NCAA Tournament March madness

A rack of basketballs before an NCAA Tournament game in 2024.

LOUISVILLE, Ky. (WDRB) — The NCAA Tournament was one of the few things in American sports that still worked exactly the way people wanted it to work.

Which, of course, meant somebody eventually had to fix it.

On Thursday, the NCAA officially announced that both the men's and women's basketball tournaments will expand from 68 teams to 76 beginning next season — the biggest structural change to March Madness in decades.

And just like that, the cleanest bracket in sports got a little messier.

The move adds eight teams and transforms the current "First Four" into a sprawling opening round: 24 teams, 12 games, spread across the Tuesday and Wednesday before the traditional Thursday start. The 12 lowest-seeded automatic qualifiers and the 12 lowest-seeded at-large teams will now play their way into the standard 64-team bracket. Only 52 teams get direct entry into the round most people think of as the tournament's real beginning.

Louisville | Kentucky | Indiana | Eric Crawford

On the men's side, games will be split between Dayton — which has hosted the First Four since 2011 — and a second site not yet announced. The women's opening-round games will be played on the home courts of 12 of the top 16 seeds.

If that sounds more complicated than what you grew up with, it is. Deliberately so.

Because this wasn't done to improve the tournament. It was done to expand the inventory.

More games. More television windows. More advertising dollars. More revenue to divide among the people who already have the most of it.

The NCAA will call it "access." SEC commissioner Greg Sankey previewed the argument last year, suggesting that strong teams from powerful conferences shouldn't be squeezed out by automatic bids from smaller leagues. A few years ago, the SEC alone placed 14 teams in the field. The Big Ten put in nine last season. Under this format, the 18-14 power-conference team that used to spend Selection Sunday on the bubble will spend it in the bracket.

That's the direction college sports always moves, toward consolidation, toward scale, toward insulating the brands that generate the biggest television deals. The language changes. The destination doesn't.

This won't ruin March Madness. The tournament is too durable for that.

America still loves brackets. We still love buzzer-beaters. We still love confidently circling McNeese State before they beat somebody from the Big Ten, then explaining to everyone that we saw it coming. The NCAA knows this. It knows fans will object — loudly, in all caps, on every available platform — and then watch every game anyway.

We always do.

We adapted to conference realignment that turned geography into a suggestion. We adapted to NIL. We adapted to the College Football Playoff doubling itself. We adapted to the games scattering across six streaming platforms nobody wanted to pay for separately. We adapted to every phone update that moved the buttons somewhere new for no reason anyone could explain.

We'll adapt to this, too.

That's the operating principle of modern college sports: Nothing successful gets to stay the way it is. Everything must be scaled, monetized, and optimized until the thing that made it worth optimizing starts to fray at the edges.

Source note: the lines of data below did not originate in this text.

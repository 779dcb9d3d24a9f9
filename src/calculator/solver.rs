//! Real roots of equations of degree at most two.
//!
//! The coefficients are read off the Taylor expansion at zero: for
//! `f(x) = a x^2 + b x + c` we have `c = f(0)`, `b = f'(0)`, `a = f''(0) / 2`.
//! No symbolic factoring is needed, but the result is only meaningful for genuine
//! polynomials of degree <= 2. A non-zero third derivative at zero is reported as an error.

use crate::calculator::errors::CalcError;
use crate::calculator::number_format::format_number;
use crate::calculator::trace::TraceHook;
use crate::symbolic::symbolic_traits::AlgebraBackend;
use std::collections::HashMap;

/// coefficient and root classification threshold
pub const TOLERANCE: f64 = 1e-10;

/// Moves the right side of an equation to the left: `lhs = rhs` → `lhs - (rhs)`.
pub fn as_zero_form(expression: &str) -> String {
    match expression.split_once('=') {
        Some((lhs, rhs)) => format!("{} - ({})", lhs.trim(), rhs.trim()),
        None => expression.to_string(),
    }
}

/// Solves `expression = 0` (or the equation `lhs = rhs`) for `variable`.
pub fn solve<B: AlgebraBackend>(
    backend: &B,
    expression: &str,
    variable: &str,
    trace: Option<&dyn TraceHook>,
) -> Result<String, CalcError> {
    let text = as_zero_form(expression);
    let tree = backend.simplify(&backend.parse(&text)?);

    let mut at_zero = HashMap::new();
    at_zero.insert(variable.to_string(), 0.0);

    let c = backend.evaluate(&tree, &at_zero)?;
    if !c.is_finite() {
        return Err(CalcError::Evaluation(
            "division by zero or undefined values".to_string(),
        ));
    }

    let first = backend.simplify(&backend.derivative(&tree, variable));
    let b = backend.evaluate(&first, &at_zero)?;
    if !b.is_finite() {
        return Err(transcendental());
    }

    // a failed evaluation of f''(0) counts as 0, a non-finite one is not polynomial
    let second = backend.simplify(&backend.derivative(&first, variable));
    let a2 = match backend.evaluate(&second, &at_zero) {
        Ok(value) if value.is_finite() => value,
        Ok(_) => return Err(transcendental()),
        Err(_) => 0.0,
    };

    let third = backend.simplify(&backend.derivative(&second, variable));
    if let Ok(d3) = backend.evaluate(&third, &at_zero) {
        if !d3.is_finite() {
            return Err(transcendental());
        }
        if d3.abs() > TOLERANCE {
            return Err(CalcError::Unsupported(
                "equations of degree higher than 2 are not supported".to_string(),
            ));
        }
    }

    if let Some(hook) = trace {
        hook.trace(
            "solve.coefficients",
            &format!("f''(0) = {}, f'(0) = {}, f(0) = {}", a2, b, c),
        );
    }
    Ok(classify_roots(a2, b, c))
}

fn transcendental() -> CalcError {
    CalcError::Unsupported(
        "transcendental equation: terms like sqrt, log or trigonometric functions \
         cannot be solved by coefficient extraction"
            .to_string(),
    )
}

/// Roots of `a2/2 x^2 + b x + c = 0` as the result string.
pub fn classify_roots(a2: f64, b: f64, c: f64) -> String {
    if a2.abs() > TOLERANCE {
        let a = a2 / 2.0;
        let discriminant = b * b - 4.0 * a * c;
        if discriminant < 0.0 {
            return "No real solutions".to_string();
        }
        let sqrt_d = discriminant.sqrt();
        let root1 = (-b + sqrt_d) / (2.0 * a);
        let root2 = (-b - sqrt_d) / (2.0 * a);
        if (root1 - root2).abs() < TOLERANCE {
            format_number(root1)
        } else {
            format!("{}, {}", format_number(root1), format_number(root2))
        }
    } else if b.abs() > TOLERANCE {
        let root = -c / b;
        if root.is_finite() {
            format_number(root)
        } else {
            "No solution (division by zero)".to_string()
        }
    } else if c.abs() < TOLERANCE {
        "All real numbers".to_string()
    } else {
        "No solution".to_string()
    }
}

#[cfg(test)]
mod tests {
    use super::*;
    use crate::calculator::trace::tests::RecordingTrace;
    use crate::symbolic::symbolic_traits::NativeBackend;

    fn solve_native(expression: &str) -> Result<String, CalcError> {
        solve(&NativeBackend, expression, "x", None)
    }

    fn roots(result: &str) -> Vec<f64> {
        let mut values: Vec<f64> = result
            .split(", ")
            .map(|s| s.parse::<f64>().unwrap())
            .collect();
        values.sort_by(|a, b| a.partial_cmp(b).unwrap());
        values
    }

    #[test]
    fn test_zero_form() {
        assert_eq!(as_zero_form("x^2 = 4"), "x^2 - (4)");
        assert_eq!(as_zero_form("x+1"), "x+1");
    }

    #[test]
    fn test_quadratic_two_roots() {
        let result = solve_native("x^2-5*x+6").unwrap();
        assert_eq!(roots(&result), vec![2.0, 3.0]);
    }

    #[test]
    fn test_quadratic_double_root_collapses() {
        assert_eq!(solve_native("x^2-4*x+4").unwrap(), "2");
    }

    #[test]
    fn test_quadratic_no_real_roots() {
        assert_eq!(solve_native("x^2+1").unwrap(), "No real solutions");
    }

    #[test]
    fn test_quadratic_irrational_roots() {
        let result = solve_native("x^2-2").unwrap();
        assert_eq!(result, "1.414214, -1.414214");
    }

    #[test]
    fn test_equation_sides() {
        let result = solve_native("x^2 = 2*x + 3").unwrap();
        assert_eq!(roots(&result), vec![-1.0, 3.0]);
    }

    #[test]
    fn test_linear() {
        assert_eq!(solve_native("2*x+4").unwrap(), "-2");
        assert_eq!(solve_native("3*x").unwrap(), "0");
    }

    #[test]
    fn test_constant_equations() {
        assert_eq!(solve_native("0*x+0").unwrap(), "All real numbers");
        assert_eq!(solve_native("0*x+5").unwrap(), "No solution");
    }

    #[test]
    fn test_other_variable() {
        assert_eq!(solve(&NativeBackend, "2*t-1", "t", None).unwrap(), "0.500000");
    }

    #[test]
    fn test_division_by_zero_at_origin() {
        assert_eq!(
            solve_native("1/x"),
            Err(CalcError::Evaluation(
                "division by zero or undefined values".to_string()
            ))
        );
    }

    #[test]
    fn test_transcendental_detected() {
        assert!(matches!(solve_native("sqrt(x) - 2"), Err(CalcError::Unsupported(_))));
        assert!(matches!(solve_native("sin(x)"), Err(CalcError::Unsupported(_))));
    }

    #[test]
    fn test_cubic_detected() {
        assert!(matches!(solve_native("x^3-1"), Err(CalcError::Unsupported(_))));
    }

    #[test]
    fn test_fractional_powers_detected() {
        // f''(0) is infinite for x^1.5, f'''(0) for x^2.5
        assert_eq!(solve_native("x^1.5"), Err(transcendental()));
        assert_eq!(solve_native("x^2.5"), Err(transcendental()));
    }

    #[test]
    fn test_quartic_with_vanishing_third_derivative_is_not_detected() {
        // only f'''(0) is checked, so x^4 + x is solved as the linear x = 0
        assert_eq!(solve_native("x^4+x").unwrap(), "0");
    }

    #[test]
    fn test_parse_error_propagates() {
        assert!(matches!(solve_native("x^2 +"), Err(CalcError::Parse(_))));
    }

    #[test]
    fn test_coefficients_traced() {
        let recorder = RecordingTrace::default();
        solve(&NativeBackend, "x^2-5*x+6", "x", Some(&recorder)).unwrap();
        let steps = recorder.steps.borrow();
        assert_eq!(steps.len(), 1);
        assert_eq!(steps[0].0, "solve.coefficients");
        assert_eq!(steps[0].1, "f''(0) = 2, f'(0) = -5, f(0) = 6");
    }

    #[test]
    fn test_classify_roots_directly() {
        assert_eq!(classify_roots(2.0, -5.0, 6.0), "3, 2");
        assert_eq!(classify_roots(0.0, 0.0, 1e-12), "All real numbers");
    }
}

The real irony is that March Madness became great precisely because it understood restraint. Getting in mattered because not everyone got in. Scarcity made the bracket feel like something. Urgency made the games feel like something more.

Now the NCAA is stretching that formula a little further, betting that the seams won't show, or that by the time they do, the new television deal will already be signed.

Most fans will notice the change. Most won't like it. Most will watch every game anyway, fill out their brackets and argue about the selection committee like they always have.

Because even after all of this — all the expansion, all the realignment, all the optimization — March Madness is still good enough to survive the people running it.

For now.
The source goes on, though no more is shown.